* [TASK BRIEF]: Where a line holds the word "args", copy it from the records.

* [Stored data entries]:
//! Version-control signal probe.
//!
//! The activity analyzer reads two facts from a repository: how many commits
//! landed within a window, and whether the working tree is dirty. Both are
//! modeled as optional signals so callers can treat a missing tool, a
//! non-repository, or a failed query uniformly as "no signal".

use std::io::Read;
use std::path::{Path, PathBuf};
use std::process::{Command, Stdio};
use std::time::{Duration, Instant};

/// Narrow capability interface over a version-control tool. `None` means the
/// signal is unavailable, never an error.
pub trait VcsProbe {
    /// Number of commits within `window`.
    fn commits_since(&self, window: Duration) -> Option<u32>;
    /// Whether the working tree has uncommitted changes.
    fn has_uncommitted_changes(&self) -> Option<bool>;
}

/// True when `root` carries version-control metadata: a `.git` directory, or
/// the `.git` file a linked worktree leaves behind.
pub fn repository_marker(root: &Path) -> bool {
    root.join(".git").exists()
}

// ---------------------------------------------------------------------------
// GitCli
// ---------------------------------------------------------------------------

/// Probe backed by the external `git` binary, with a per-query timeout so a
/// huge or unresponsive repository cannot stall an analysis.
pub struct GitCli {
    root: PathBuf,
    timeout: Duration,
}

impl GitCli {
    pub fn new(root: impl Into<PathBuf>, timeout: Duration) -> Self {
        Self {
            root: root.into(),
            timeout,
        }
    }

    fn query(&self, args: &[&str]) -> Option<String> {
        which::which("git").ok()?;
        let mut cmd = Command::new("git");
        cmd.arg("-C").arg(&self.root).args(args);
        run_with_timeout(cmd, self.timeout)
    }
}

impl VcsProbe for GitCli {
    fn commits_since(&self, window: Duration) -> Option<u32> {
        let since = format!("--since={}.days", window_days(window));
        let out = self.query(&["log", &since, "--oneline"])?;
        Some(count_log_lines(&out))
    }

    fn has_uncommitted_changes(&self) -> Option<bool> {
        let out = self.query(&["status", "--porcelain"])?;
        Some(!out.trim().is_empty())
    }
}

fn count_log_lines(out: &str) -> u32 {
    out.lines().filter(|line| !line.trim().is_empty()).count() as u32
}

/// Whole days covering `window`, rounded up, never zero. `git log --since`
/// only takes calendar units.
fn window_days(window: Duration) -> u64 {
    window.as_secs().div_ceil(86_400).max(1)
}

// ---------------------------------------------------------------------------
// Subprocess plumbing
// ---------------------------------------------------------------------------

/// Run `cmd`, returning its stdout on a clean exit within `timeout`.
/// Everything else (spawn failure, non-zero exit, deadline exceeded) yields
/// `None`. Stdout is drained on a separate thread so a chatty process
/// cannot deadlock against a full pipe.
fn run_with_timeout(mut cmd: Command, timeout: Duration) -> Option<String> {
    cmd.stdin(Stdio::null())
        .stdout(Stdio::piped())
        .stderr(Stdio::null());

    let mut child = match cmd.spawn() {
        Ok(child) => child,
        Err(err) => {
            tracing::debug!(%err, "failed to spawn subprocess");
            return None;
        }
    };

    let mut stdout = child.stdout.take()?;
    let reader = std::thread::spawn(move || {
        let mut buf = String::new();
        stdout.read_to_string(&mut buf).ok();
        buf
    });

    let deadline = Instant::now() + timeout;
    loop {
        match child.try_wait() {
            Ok(Some(status)) => {
                let out = reader.join().unwrap_or_default();
                return if status.success() { Some(out) } else { None };
            }
            Ok(None) => {
                if Instant::now() >= deadline {
                    tracing::warn!("subprocess exceeded {:?} timeout, killing", timeout);
                    let _ = child.kill();
                    let _ = child.wait();
                    return None;
                }
                std::thread::sleep(Duration::from_millis(25));
            }
            Err(_) => {
                let _ = child.kill();
                let _ = child.wait();
                return None;
            }
        }
    }
}

// ---------------------------------------------------------------------------
// Tests
// ---------------------------------------------------------------------------

#[cfg(test)]
mod tests {
    use super::*;
    use tempfile::TempDir;

    #[test]
    fn marker_absent_in_plain_directory() {
        let dir = TempDir::new().unwrap();
        assert!(!repository_marker(dir.path()));
    }

    #[test]
    fn marker_accepts_directory_and_worktree_file() {
        let dir = TempDir::new().unwrap();
        std::fs::create_dir(dir.path().join(".git")).unwrap();
        assert!(repository_marker(dir.path()));

        let linked = TempDir::new().unwrap();
        std::fs::write(linked.path().join(".git"), "gitdir: ../repo/.git/worktrees/x").unwrap();
        assert!(repository_marker(linked.path()));
    }

    #[test]
    fn count_log_lines_ignores_blanks() {
        assert_eq!(count_log_lines(""), 0);
        assert_eq!(count_log_lines("\n\n"), 0);
        assert_eq!(count_log_lines("abc123 first\n"), 1);
        assert_eq!(count_log_lines("abc123 first\ndef456 second\n\n"), 2);
    }

    #[test]
    fn missing_binary_yields_no_signal() {
        let cmd = Command::new("definitely-not-a-real-binary-atlas");
        assert_eq!(run_with_timeout(cmd, Duration::from_secs(1)), None);
    }

    #[cfg(unix)]
    #[test]
    fn slow_subprocess_is_killed_at_deadline() {
        let mut cmd = Command::new("sleep");
        cmd.arg("5");
        let started = Instant::now();
        assert_eq!(run_with_timeout(cmd, Duration::from_millis(100)), None);
        assert!(started.elapsed() < Duration::from_secs(3));
    }

    #[cfg(unix)]
    #[test]
    fn fast_subprocess_output_is_captured() {
        let mut cmd = Command::new("echo");
        cmd.arg("hello");
        let out = run_with_timeout(cmd, Duration::from_secs(5)).unwrap();
        assert_eq!(out.trim(), "hello");
    }

    #[test]
    fn commit_window_rounds_up_to_whole_days() {
        assert_eq!(window_days(Duration::from_secs(14 * 86_400)), 14);
        assert_eq!(window_days(Duration::from_secs(86_401)), 2);
        assert_eq!(window_days(Duration::from_secs(10)), 1);
        assert_eq!(window_days(Duration::ZERO), 1);
    }
}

* [EXPECTED OUTPUT]:
    fn query(&self, args: &[&str]) -> Option<String> {
        cmd.arg("-C").arg(&self.root).args(args);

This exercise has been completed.